A ampliação da concerrência, por sua vez, teria função primordial em economizar recursos orcamentários para a manutenção dos serviços públicos, ampliando a transparência e os estímulos ao incremento de eficiência para as empresas domésticas com capacidade de fornecimento de bens e serviços ao Estado.

Cabe destacar que já se inciou esse processo de abertura a partir dos esforços recentes de negociação de acordos de compras governamentais, liderado pelo Ministério do Planejamento, Desenvolvimento e Gestão, conjuntamente com o Itamaraty e Ministério da Indústria, Comércio Exterior e Serviços. A própria entrada do Brasil como membro observador no acordo plutilateral de compras governamentais é passo útil e denotativo da vontade de se avançar no aprofundamento de acordos nessa área.

Como mostra a tabela 1, as compras governamentais representaram em média 12,5% do PIB brasileiro entre 2006-2016, tendo as compras da União correspondido a cerca de 50% do mercado de compras governamentais brasileiro nesse período, segundo recente estudo do IPEA feito por Cássio Garcia Ribeiro e Edmundo Inácio Júnior, ainda no prelo.

Nesse contexto, não se pode obviamente esquecer do papel relevante que as compras governamentais podem ter como mecanismo de estímulo a determinados setores da economia doméstica, especialmente por conta da magnitude do mercado de compras governamentais no universo dos gastos do Estado, bem como sua importância econômica para os países.
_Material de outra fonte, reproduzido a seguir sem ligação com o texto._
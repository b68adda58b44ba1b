//! Watch Plan - file patterns subscribed by executed watch tasks

use glob::Pattern;
use std::collections::BTreeSet;
use std::path::{Path, PathBuf};

use crate::globs::{literal_base, MATCH_OPTIONS};
use crate::key::TaskKey;

/// Re-run `target` when a path matching `patterns` changes
#[derive(Debug, Clone)]
pub struct WatchSubscription {
    /// The watch task that registered this subscription
    pub source: TaskKey,
    pub patterns: Vec<Pattern>,
    pub target: TaskKey,
    /// Literal directories to observe
    pub roots: Vec<PathBuf>,
}

impl WatchSubscription {
    pub fn new(source: TaskKey, patterns: &[String], target: TaskKey) -> Result<Self, glob::PatternError> {
        Ok(Self {
            source,
            roots: patterns.iter().map(|p| literal_base(p)).collect(),
            patterns: patterns
                .iter()
                .map(|p| Pattern::new(p))
                .collect::<Result<_, _>>()?,
            target,
        })
    }

    pub fn matches(&self, path: &Path) -> bool {
        self.patterns
            .iter()
            .any(|p| p.matches_path_with(path, MATCH_OPTIONS))
    }
}

#[derive(Debug, Clone, Default)]
pub struct WatchPlan {
    subscriptions: Vec<WatchSubscription>,
}

impl WatchPlan {
    pub fn new() -> Self {
        Self::default()
    }

    /// Add a subscription; a watch task running again replaces its old one
    pub fn subscribe(&mut self, subscription: WatchSubscription) {
        self.subscriptions.retain(|s| s.source != subscription.source);
        self.subscriptions.push(subscription);
    }

    /// Targets to rebuild for a changed path, in subscription order, without repeats
    pub fn targets_for(&self, path: &Path) -> Vec<&TaskKey> {
        let mut targets: Vec<&TaskKey> = Vec::new();
        for subscription in &self.subscriptions {
            if subscription.matches(path) && !targets.contains(&&subscription.target) {
                targets.push(&subscription.target);
            }
        }
        targets
    }

    /// Directories to watch recursively, with nested ones collapsed into their parent
    pub fn roots(&self) -> Vec<PathBuf> {
        let all: BTreeSet<&PathBuf> = self
            .subscriptions
            .iter()
            .flat_map(|s| s.roots.iter())
            .collect();

        let mut collapsed: Vec<PathBuf> = Vec::new();
        for root in all {
            if !collapsed.iter().any(|parent| root.starts_with(parent)) {
                collapsed.push(root.clone());
            }
        }
        collapsed
    }

    pub fn len(&self) -> usize {
        self.subscriptions.len()
    }

    pub fn is_empty(&self) -> bool {
        self.subscriptions.is_empty()
    }
}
Entretanto, o uso estratégico das compras governamentais como política pública de estímulo econômico ao setor privado deve passar cada vez mais pelo escrutínio técnico e análises de custo-benefícios das ações tomadas nesta área.

Assim, por um lado, não se pode abandonar a capacidade do Estado de usar inteligentemente sua capacidade de demanda de bens e serviços para gerar estímulos setoriais que venham a ser relvantes no quadro do nosso desenvolvimento econômico. Por outro, tampouco se pode perder a opotunidade de usar a política de compras governamentais no Brasil como parte de uma estratégia maior de desenvolvimento que passe por maior integração com o mundo. É do equilíbrio entre esses dois pesos, sustetado em boa avaliação de políticas, que deve sair a renovação e atualização da agenda de compras governamentais no Brasil.

Tabela 1 – Compras governamentais do Brasil, segundo entes da federação

(2006 – 2017), em R$ bilhões – preços correntes

Ano União1 Estados2 Municípios2 Total PIB PIB
Valor %/ PIB Valor %/ PIB Valor %/ PIB R$ % PIB
2006 172 7,2 59 2,5 85 3,6 320 13,5 2.409
2007 192 7,0 58 2,1 96 3,6 347 13,0 2.720
2008 241 7,8 76 2,5 117 3,9 436 14,4 3.110
2009 250 7,5 88 2,6 103 3,2 444 13,7 3.333
2010 301 7,7 103 2,7 121 3,2 529 14,0 3.886
2011 309 7,1 92 2,1 141 3,4 542 13,1 4.376
2012 379 7,9 91 1,9 161 3,7 637 14,5 4.815
2013 406 7,6 116 2,2 153 2,9 675 12,7 5.332
2014 443 7,7 142 2,5 173 3,0 759 13,1 5.779
2015 383 6,4 113 1,9 176 2,9 672 11,2 5.996
2016 322 5,1 121 1,9 190 3,0 633 10,1 6.259
2017 324 4,9 6.560
  3.721 6,8 1.060 2,2 1.516 3,2 5.994 12,5 54.575
  Total Média Total Média Total Média Total Média Total

Fonte:  1 MPOG (2016 e 2017). Tesouro Gerencial (2006-2017). Total da Tabela 1.

2 FINBRA (2006-2017).

 

Sobre o autor:

Pesquisador do IPEA, é atualmente Diretor de Estudos Internacionais do instituto. Foi Assessor Especial, chefe do Núcleo Econômico, da Secretaria-Executiva da CAMEX (2016-2017) e Pesquisador Visitante junto à UNCTAD (2010). Tem Doutorado em Administração pela Universidade Federal da Bahia.